My experience with the US Postal Service has been fair. I always trust them and expect my mail to get through. I remember as a kid that the mailman came to the house twice a day. We had a morning and an afternoon delivery to the front door. Currently, I have to walk to the curb to pick up my mail and I’m lucky if it comes sometime between nine and four. The service is now threatening to cut service to five days a week down from six. I still expect them to perform as faithful servants of the people by getting the mail through.

Today, I received a letter from the loan company telling me that I was in arrears. I decided I had better check on the status of my payment. I enterred the tracking number into the USPS website and got a surprise. The payment arrived at the loan company on Saturday afternoon, not on Friday as planned. There was no one at the office to receive the mail and sign for it. The USPS left them a form indicating they have special mail and they should make arrangements for a redelivery to occur.
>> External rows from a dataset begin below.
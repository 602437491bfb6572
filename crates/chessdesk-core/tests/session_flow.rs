
use std::sync::Arc;
use std::time::Duration;

use chessdesk_core::api::BoardApi;
use chessdesk_core::auth::AuthFlow;
use chessdesk_core::clock::ClockDisplay;
use chessdesk_core::config::{AuthConfig, Endpoints};
use chessdesk_core::session::{AppState, SessionController, SessionDeps, SessionEvent};
use chessdesk_core::token_store::{MemoryTokenStore, TokenStore};
use chessdesk_types::Color;
use fixtures::{GAME_START, SNAPSHOT, backoff, ndjson_response, stream_client};
use tokio::sync::mpsc;
use wiremock::matchers::{method, path};
use wiremock::{Mock, MockServer, ResponseTemplate};

const WAIT: Duration = Duration::from_secs(5);

fn deps(server: &MockServer, tokens: Arc<dyn TokenStore>) -> SessionDeps {
    let endpoints = Endpoints::new(&server.uri());
    SessionDeps {
        streams: stream_client(&server.uri(), Arc::clone(&tokens), backoff(60_000, 60_000)),
        api: BoardApi::new(reqwest::Client::new(), endpoints.clone(), Arc::clone(&tokens)),
        auth: Arc::new(AuthFlow::new(
            reqwest::Client::new(),
            endpoints,
            AuthConfig::default(),
            Arc::clone(&tokens),
            Arc::new(|_: &str| {}),
        )),
        tokens,
    }
}

async fn next_matching(
    rx: &mut mpsc::UnboundedReceiver<SessionEvent>,
    mut predicate: impl FnMut(&SessionEvent) -> bool,
) -> SessionEvent {
    tokio::time::timeout(WAIT, async {
        loop {
            let event = rx.recv().await.expect("session stopped");
            if predicate(&event) {
                return event;
            }
        }
    })
    .await
    .expect("timed out waiting for session event")
}

async fn mount_account(server: &MockServer) {
    Mock::given(method("GET"))
        .and(path("/api/account"))
        .respond_with(ResponseTemplate::new(200).set_body_json(serde_json::json!({
            "id": "alice",
            "username": "Alice"
        })))
        .mount(server)
        .await;
}

#[tokio::test]
async fn game_start_opens_game_stream_and_enters_game_on_snapshot() {
    let server = MockServer::start().await;
    mount_account(&server).await;
    Mock::given(method("GET"))
        .and(path("/api/stream/event"))
        .respond_with(ndjson_response(&[GAME_START]))
        .mount(&server)
        .await;
    Mock::given(method("GET"))
        .and(path("/api/board/game/stream/abcd1234"))
        .respond_with(ndjson_response(&[SNAPSHOT]))
        .expect(1)
        .mount(&server)
        .await;

    let tokens: Arc<dyn TokenStore> = Arc::new(MemoryTokenStore::with_token(fixtures::TOKEN));
    let (controller, handle, mut events) = SessionController::new(deps(&server, tokens));
    let session = tokio::spawn(controller.run());

    assert_eq!(
        events.recv().await,
        Some(SessionEvent::StateChanged(AppState::Home))
    );

    next_matching(&mut events, |e| *e == SessionEvent::StateChanged(AppState::Game)).await;
    let started = next_matching(&mut events, |e| matches!(e, SessionEvent::GameStarted { .. })).await;
    let SessionEvent::GameStarted { snapshot, color } = started else {
        unreachable!();
    };
    assert_eq!(snapshot.id, "abcd1234");
    assert_eq!(snapshot.white.name.as_deref(), Some("Alice"));
    assert_eq!(color, Some(Color::White));

    let clock = next_matching(&mut events, |e| matches!(e, SessionEvent::Clock(_))).await;
    assert_eq!(
        clock,
        SessionEvent::Clock(ClockDisplay {
            player: "00:10:00".to_string(),
            opponent: "00:10:00".to_string(),
        })
    );

    handle.dispose();
    handle.dispose();
    tokio::time::timeout(WAIT, session).await.unwrap().unwrap();
}

#[tokio::test]
async fn profile_is_loaded_on_entering_home() {
    let server = MockServer::start().await;
    mount_account(&server).await;
    Mock::given(method("GET"))
        .and(path("/api/stream/event"))
        .respond_with(ndjson_response(&[]))
        .mount(&server)
        .await;

    let tokens: Arc<dyn TokenStore> = Arc::new(MemoryTokenStore::with_token(fixtures::TOKEN));
    let (controller, handle, mut events) = SessionController::new(deps(&server, tokens));
    let session = tokio::spawn(controller.run());

    let loaded =
        next_matching(&mut events, |e| matches!(e, SessionEvent::ProfileLoaded { .. })).await;
    assert_eq!(
        loaded,
        SessionEvent::ProfileLoaded {
            username: "Alice".to_string()
        }
    );

    handle.dispose();
    tokio::time::timeout(WAIT, session).await.unwrap().unwrap();
}

#[tokio::test]
async fn without_token_starts_in_authorization_and_opens_no_streams() {
    let server = MockServer::start().await;
    let tokens: Arc<dyn TokenStore> = Arc::new(MemoryTokenStore::default());
    let (controller, handle, mut events) = SessionController::new(deps(&server, tokens));
    let session = tokio::spawn(controller.run());

    assert_eq!(
        events.recv().await,
        Some(SessionEvent::StateChanged(AppState::Authorization))
    );

    handle.make_move("e2e4");
    let result = next_matching(&mut events, |e| matches!(e, SessionEvent::ActionResult { .. })).await;
    assert!(matches!(result, SessionEvent::ActionResult { ok: false, .. }));

    handle.dispose();
    tokio::time::timeout(WAIT, session).await.unwrap().unwrap();
    assert!(server.received_requests().await.unwrap().is_empty());
}

#[tokio::test]
async fn logout_clears_token_and_returns_to_authorization() {
    let server = MockServer::start().await;
    mount_account(&server).await;
    Mock::given(method("GET"))
        .and(path("/api/stream/event"))
        .respond_with(ndjson_response(&[]))
        .mount(&server)
        .await;

    let store = Arc::new(MemoryTokenStore::with_token(fixtures::TOKEN));
    let (controller, handle, mut events) =
        SessionController::new(deps(&server, Arc::clone(&store) as Arc<dyn TokenStore>));
    let session = tokio::spawn(controller.run());

    next_matching(&mut events, |e| *e == SessionEvent::StateChanged(AppState::Home)).await;
    handle.logout();
    next_matching(&mut events, |e| {
        *e == SessionEvent::StateChanged(AppState::Authorization)
    })
    .await;
    assert!(!store.has_token());

    handle.dispose();
    tokio::time::timeout(WAIT, session).await.unwrap().unwrap();
}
It is Monday and the payment is still late.

I was furious and called the local PO. A nice lady explained the process to me. Yes they were late with the delivery. I had no recourse except to hope  the loan company will request a redelivery. I asked her if I can claim a rebate for the $17.65 . “Yes,” she said, but you have to wait until the item is delivered to make a claim. Then I have to prove to the local PO that it was late.

Later this evening, I checked the USPS site again and learned that the item was delivered at 10:00 a.m. ten this morning. The second item sent to the same place by snail mail arrived at  8:39 a.m.

All of this got me to thinking about our  desire to make “Change We Can Believe In.” The latest direction is to nationalize health care. The idea that we will screw up our health care system by giving it to the government is insane. The USPS has had two hundred years to get it right, and they continue to erode their service. Their employees are indifferent to their performance, and are generally unhelpful. Can you imagine what it will be like trying to get cured using the bureocracy? I suggest we all take vitamins and live healthy, because getting help will be like expecting the post office to deliver a piece of mail on time.